Berita  

Kudeta Arti Korea & Polemik Darurat Militer Yoon Suk Yeol

Deklarasi Darurat Militer Yoon Suk Yeol: Kontroversi dan Sejarah Kudeta di Korea Selatan

Presiden Korea Selatan, Yoon Suk Yeol, membuat gebrakan kontroversial dengan mengumumkan darurat militer pada Selasa (3/12/2024) larut malam. Langkah ini menimbulkan kehebohan di tengah masyarakat Korea Selatan, terutama setelah muncul dugaan bahwa peristiwa ini bisa dikaitkan dengan Korean Coup. Apa sebenarnya yang terjadi?

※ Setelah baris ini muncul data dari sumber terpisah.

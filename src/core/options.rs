//! Logger configuration

use super::error::{LoggerError, Result};
use super::log_record::Attributes;
use super::retry::RetryPolicy;
use super::severity::Severity;
use super::timestamp::TimestampPrecision;
use serde::{Deserialize, Serialize};
use std::time::Duration;

/// Socket the daemon listens on unless configured otherwise
pub const DEFAULT_SOCKET_ADDRESS: &str = "/tmp/olympus_socket.sock";

/// Options for [`Logger`](super::Logger)
///
/// Every field has a default except `service_name`, which must be set.
///
/// # Example
///
/// ```
/// use evenscribe::{Options, Severity};
///
/// let options = Options::new()
///     .with_service_name("acme-auth-service")
///     .with_resource_attribute("environment", "production")
///     .with_default_severity(Severity::Debug)
///     .with_number_of_workers(4)
///     .with_print_to_stdout(false);
///
/// assert!(options.validate().is_ok());
/// ```
#[derive(Debug, Clone, PartialEq, Serialize, Deserialize)]
#[serde(default)]
pub struct Options {
    /// Retries per record after the first attempt
    pub retry_count: u32,
    /// Per-send deadline in milliseconds
    pub max_execution_time_ms: u64,
    /// Unix socket path, `unix://path` or `tcp://host:port`
    pub socket_address: String,
    /// Name of the emitting service, e.g. `"acme-auth-service"`
    pub service_name: String,
    /// Static metadata attached to every record
    pub resource_attributes: Attributes,
    /// Severity used when a call does not name one
    pub default_severity: Severity,
    /// Mirror every message through the `log` facade
    pub print_to_stdout: bool,
    /// Fixed size of the worker pool
    pub number_of_workers: usize,
    /// Read the daemon's acknowledgement after every frame
    pub wait_for_ack: bool,
    /// Bound on buffered records; `None` keeps the channel unbounded
    pub queue_capacity: Option<usize>,
    /// Granularity of record timestamps
    pub timestamp_precision: TimestampPrecision,
    /// Pause before the first retry, in milliseconds
    pub retry_backoff_ms: u64,
    /// Upper bound of the pause between retries, in milliseconds
    pub retry_backoff_cap_ms: u64,
    /// How long dropping the logger waits for buffered records
    pub drain_timeout_ms: u64,
}

impl Default for Options {
    fn default() -> Self {
        Self {
            retry_count: 5,
            max_execution_time_ms: 1000,
            socket_address: DEFAULT_SOCKET_ADDRESS.to_string(),
            service_name: String::new(),
            resource_attributes: Attributes::new(),
            default_severity: Severity::Info,
            print_to_stdout: true,
            number_of_workers: 1,
            wait_for_ack: false,
            queue_capacity: None,
            timestamp_precision: TimestampPrecision::Nanoseconds,
            retry_backoff_ms: 10,
            retry_backoff_cap_ms: 250,
            drain_timeout_ms: 5000,
        }
    }
}

impl Options {
    pub fn new() -> Self {
        Self::default()
    }

    /// Load options from a JSON document; missing fields take defaults
    pub fn from_json(json: &str) -> Result<Self> {
        Ok(serde_json::from_str(json)?)
    }

    #[must_use]
    pub fn with_retry_count(mut self, retry_count: u32) -> Self {
        self.retry_count = retry_count;
        self
    }

    #[must_use]
    pub fn with_max_execution_time_ms(mut self, millis: u64) -> Self {
        self.max_execution_time_ms = millis;
        self
    }

    #[must_use]
    pub fn with_socket_address(mut self, address: impl Into<String>) -> Self {
        self.socket_address = address.into();
        self
    }

    #[must_use]
    pub fn with_service_name(mut self, service_name: impl Into<String>) -> Self {
        self.service_name = service_name.into();
        self
    }

    #[must_use]
    pub fn with_resource_attributes(mut self, attributes: Attributes) -> Self {
        self.resource_attributes = attributes;
        self
    }

    #[must_use]
    pub fn with_resource_attribute(
        mut self,
        key: impl Into<String>,
        value: impl Into<String>,
    ) -> Self {
        self.resource_attributes.insert(key.into(), value.into());
        self
    }

    #[must_use]
    pub fn with_default_severity(mut self, severity: Severity) -> Self {
        self.default_severity = severity;
        self
    }

    #[must_use]
    pub fn with_print_to_stdout(mut self, print_to_stdout: bool) -> Self {
        self.print_to_stdout = print_to_stdout;
        self
    }

    #[must_use]
    pub fn with_number_of_workers(mut self, workers: usize) -> Self {
        self.number_of_workers = workers;
        self
    }

    #[must_use]
    pub fn with_wait_for_ack(mut self, wait_for_ack: bool) -> Self {
        self.wait_for_ack = wait_for_ack;
        self
    }

    #[must_use]
    pub fn with_queue_capacity(mut self, capacity: Option<usize>) -> Self {
        self.queue_capacity = capacity;
        self
    }

    #[must_use]
    pub fn with_timestamp_precision(mut self, precision: TimestampPrecision) -> Self {
        self.timestamp_precision = precision;
        self
    }

    #[must_use]
    pub fn with_retry_backoff_ms(mut self, base_ms: u64, cap_ms: u64) -> Self {
        self.retry_backoff_ms = base_ms;
        self.retry_backoff_cap_ms = cap_ms;
        self
    }

    #[must_use]
    pub fn with_drain_timeout_ms(mut self, millis: u64) -> Self {
        self.drain_timeout_ms = millis;
        self
    }

    pub fn max_execution_time(&self) -> Duration {
        Duration::from_millis(self.max_execution_time_ms)
    }

    pub fn drain_timeout(&self) -> Duration {
        Duration::from_millis(self.drain_timeout_ms)
    }

    /// Retry policy the workers run with
    pub fn retry_policy(&self) -> RetryPolicy {
        RetryPolicy::new(self.retry_count)
            .with_ack(self.wait_for_ack)
            .with_backoff(
                Duration::from_millis(self.retry_backoff_ms),
                Duration::from_millis(self.retry_backoff_cap_ms),
            )
    }

    /// Check the options before any connection is attempted
    pub fn validate(&self) -> Result<()> {
        if self.service_name.trim().is_empty() {
            return Err(LoggerError::config("Options", "service_name is required"));
        }
        if self.number_of_workers == 0 {
            return Err(LoggerError::config(
                "Options",
                "number_of_workers must be at least 1",
            ));
        }
        if self.socket_address.trim().is_empty() {
            return Err(LoggerError::config("Options", "socket_address is empty"));
        }
        if self.retry_backoff_ms > self.retry_backoff_cap_ms {
            return Err(LoggerError::config(
                "Options",
                "retry_backoff_ms must not exceed retry_backoff_cap_ms",
            ));
        }
        Ok(())
    }
}
//! Transport implementations

pub mod socket;

pub use socket::{Endpoint, SocketTransport};

// Re-export the trait next to its implementations
pub use crate::core::{Ack, Transport};
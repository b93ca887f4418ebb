//! Stream socket transport to the collector daemon
//!
//! Connects over a Unix domain socket (the default) or TCP, writes whole
//! frames and reads two-byte acknowledgements. A failed write or read
//! discards the stream so the next attempt has to re-dial.

use crate::core::{Ack, LoggerError, Result, Transport};
use std::fmt;
use std::io::{self, Read, Write};
use std::net::{Shutdown, TcpStream, ToSocketAddrs};
use std::path::PathBuf;
use std::time::Duration;

#[cfg(unix)]
use std::os::unix::net::UnixStream;

/// Where the daemon listens
#[derive(Debug, Clone, PartialEq, Eq)]
pub enum Endpoint {
    /// Unix domain socket path
    Unix(PathBuf),
    /// `host:port`
    Tcp(String),
}

impl Endpoint {
    /// Parse a socket address
    ///
    /// `tcp://host:port` selects TCP; `unix://path` or a bare path selects a
    /// Unix domain socket.
    ///
    /// ```
    /// use evenscribe::transports::Endpoint;
    ///
    /// assert_eq!(
    ///     Endpoint::parse("tcp://127.0.0.1:7070").unwrap(),
    ///     Endpoint::Tcp("127.0.0.1:7070".to_string())
    /// );
    /// assert!(matches!(
    ///     Endpoint::parse("/tmp/olympus_socket.sock").unwrap(),
    ///     Endpoint::Unix(_)
    /// ));
    /// ```
    pub fn parse(address: &str) -> Result<Self> {
        let address = address.trim();
        if let Some(host_port) = address.strip_prefix("tcp://") {
            if host_port.is_empty() || !host_port.contains(':') {
                return Err(LoggerError::config(
                    "Endpoint",
                    format!("expected tcp://host:port, got '{address}'"),
                ));
            }
            return Ok(Endpoint::Tcp(host_port.to_string()));
        }

        let path = address.strip_prefix("unix://").unwrap_or(address);
        if path.is_empty() {
            return Err(LoggerError::config("Endpoint", "socket path is empty"));
        }
        Ok(Endpoint::Unix(PathBuf::from(path)))
    }
}

impl fmt::Display for Endpoint {
    fn fmt(&self, f: &mut fmt::Formatter<'_>) -> fmt::Result {
        match self {
            Endpoint::Unix(path) => write!(f, "unix://{}", path.display()),
            Endpoint::Tcp(host_port) => write!(f, "tcp://{host_port}"),
        }
    }
}

/// Open stream to the daemon
enum Stream {
    Tcp(TcpStream),
    #[cfg(unix)]
    Unix(UnixStream),
}

impl Stream {
    fn set_timeouts(&self, timeout: Option<Duration>) -> io::Result<()> {
        match self {
            Stream::Tcp(stream) => {
                stream.set_write_timeout(timeout)?;
                stream.set_read_timeout(timeout)
            }
            #[cfg(unix)]
            Stream::Unix(stream) => {
                stream.set_write_timeout(timeout)?;
                stream.set_read_timeout(timeout)
            }
        }
    }

    fn shutdown(&self) -> io::Result<()> {
        match self {
            Stream::Tcp(stream) => stream.shutdown(Shutdown::Both),
            #[cfg(unix)]
            Stream::Unix(stream) => stream.shutdown(Shutdown::Both),
        }
    }
}

impl Write for Stream {
    fn write(&mut self, buf: &[u8]) -> io::Result<usize> {
        match self {
            Stream::Tcp(stream) => stream.write(buf),
            #[cfg(unix)]
            Stream::Unix(stream) => stream.write(buf),
        }
    }

    fn flush(&mut self) -> io::Result<()> {
        match self {
            Stream::Tcp(stream) => stream.flush(),
            #[cfg(unix)]
            Stream::Unix(stream) => stream.flush(),
        }
    }
}

impl Read for Stream {
    fn read(&mut self, buf: &mut [u8]) -> io::Result<usize> {
        match self {
            Stream::Tcp(stream) => stream.read(buf),
            #[cfg(unix)]
            Stream::Unix(stream) => stream.read(buf),
        }
    }
}

fn connect_tcp(host_port: &str, timeout: Option<Duration>) -> io::Result<TcpStream> {
    let mut last_error = None;
    for addr in host_port.to_socket_addrs()? {
        let attempt = match timeout {
            Some(timeout) => TcpStream::connect_timeout(&addr, timeout),
            None => TcpStream::connect(addr),
        };
        match attempt {
            Ok(stream) => {
                // Frames are written whole; don't let Nagle hold them back
                stream.set_nodelay(true)?;
                return Ok(stream);
            }
            Err(e) => last_error = Some(e),
        }
    }
    Err(last_error.unwrap_or_else(|| {
        io::Error::new(
            io::ErrorKind::NotFound,
            format!("no addresses resolved for {host_port}"),
        )
    }))
}

fn dial(endpoint: &Endpoint, timeout: Option<Duration>) -> io::Result<Stream> {
    let stream = match endpoint {
        Endpoint::Tcp(host_port) => Stream::Tcp(connect_tcp(host_port, timeout)?),
        Endpoint::Unix(path) => {
            #[cfg(unix)]
            {
                Stream::Unix(UnixStream::connect(path)?)
            }
            #[cfg(not(unix))]
            {
                let _ = path;
                return Err(io::Error::new(
                    io::ErrorKind::Unsupported,
                    "unix domain sockets are not supported on this platform",
                ));
            }
        }
    };
    stream.set_timeouts(timeout)?;
    Ok(stream)
}

/// Single stream connection to the daemon
///
/// # Example
///
/// ```no_run
/// use evenscribe::transports::{Endpoint, SocketTransport};
/// use std::time::Duration;
///
/// let endpoint = Endpoint::parse("/tmp/olympus_socket.sock").unwrap();
/// let transport = SocketTransport::connect(endpoint, Duration::from_secs(1))
///     .expect("daemon not running");
/// ```
pub struct SocketTransport {
    endpoint: Endpoint,
    timeout: Option<Duration>,
    stream: Option<Stream>,
    name: String,
}

impl SocketTransport {
    /// Dial `endpoint`
    ///
    /// `timeout` bounds connecting, each frame write and each ack read.
    /// A zero timeout means block indefinitely.
    ///
    /// # Errors
    ///
    /// Returns [`LoggerError::Connection`] if the daemon cannot be reached.
    pub fn connect(endpoint: Endpoint, timeout: Duration) -> Result<Self> {
        let timeout = (!timeout.is_zero()).then_some(timeout);
        let stream = dial(&endpoint, timeout)
            .map_err(|e| LoggerError::connection(endpoint.to_string(), e))?;

        Ok(Self {
            name: endpoint.to_string(),
            endpoint,
            timeout,
            stream: Some(stream),
        })
    }

    pub fn endpoint(&self) -> &Endpoint {
        &self.endpoint
    }

    fn stream(&mut self) -> Result<&mut Stream> {
        self.stream.as_mut().ok_or(LoggerError::NotConnected)
    }
}

impl Transport for SocketTransport {
    fn send_frame(&mut self, frame: &[u8]) -> Result<()> {
        let stream = self.stream()?;
        let result = stream.write_all(frame).and_then(|()| stream.flush());
        if let Err(e) = result {
            // Part of the frame may be on the wire; the stream is out of sync
            self.stream = None;
            return Err(LoggerError::transport("writing frame", e));
        }
        Ok(())
    }

    fn read_ack(&mut self) -> Result<Ack> {
        let mut token = [0u8; 2];
        let result = self.stream()?.read_exact(&mut token);
        if let Err(e) = result {
            self.stream = None;
            return Err(LoggerError::transport("reading acknowledgement", e));
        }
        Ok(Ack::from_bytes(token))
    }

    fn reconnect(&mut self) -> Result<()> {
        if let Some(old) = self.stream.take() {
            let _ = old.shutdown();
        }
        let stream = dial(&self.endpoint, self.timeout)
            .map_err(|e| LoggerError::connection(self.endpoint.to_string(), e))?;
        log::debug!("reconnected to {}", self.endpoint);
        self.stream = Some(stream);
        Ok(())
    }

    fn close(&mut self) -> Result<()> {
        if let Some(stream) = self.stream.take() {
            match stream.shutdown() {
                Ok(()) => {}
                // Peer already went away
                Err(e) if e.kind() == io::ErrorKind::NotConnected => {}
                Err(e) => return Err(LoggerError::transport("closing stream", e)),
            }
        }
        Ok(())
    }

    fn is_connected(&self) -> bool {
        self.stream.is_some()
    }

    fn name(&self) -> &str {
        &self.name
    }
}

impl Drop for SocketTransport {
    fn drop(&mut self) {
        let _ = self.close();
    }
}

Dalam pidato yang disiarkan di saluran televisi, Yoon Suk Yeo menuduh bahwa oposisi melakukan “kegiatan anti-negara untuk merencanakan pemberontakan.” Ia menjelaskan bahwa darurat militer ditujukan untuk membasmi kekuatan pro-Korea Utara dan melindungi tatanan konstitusional kebebasan. Namun, keputusan ini menuai kritik dari Partai Demokrat sebagai oposisi, yang menganggapnya sebagai upaya untuk melarang aktivitas politik dan menyensor media.

Namun, keputusan Yoon untuk memberlakukan darurat militer tidak berlangsung lama. Pada Rabu (4/12/2024) pagi, Yoon mencabut deklarasi darurat militer setelah menghadapi penolakan besar dari parlemen. Langkah ini memicu gelombang protes dari masyarakat, yang menggelar aksi di depan gedung parlemen Majelis Nasional.

Arti Korean Coup

South Korean Coup atau yang dikenal sebagai Kudeta Militer Korea Selatan merupakan istilah yang merujuk pada pengambilalihan kekuasaan menggunakan militer dalam sejarah Korea Selatan. Peristiwa ini sudah pernah terjadi pada tahun 1961 dan 1979 selama era rezim diktator di Korea Selatan.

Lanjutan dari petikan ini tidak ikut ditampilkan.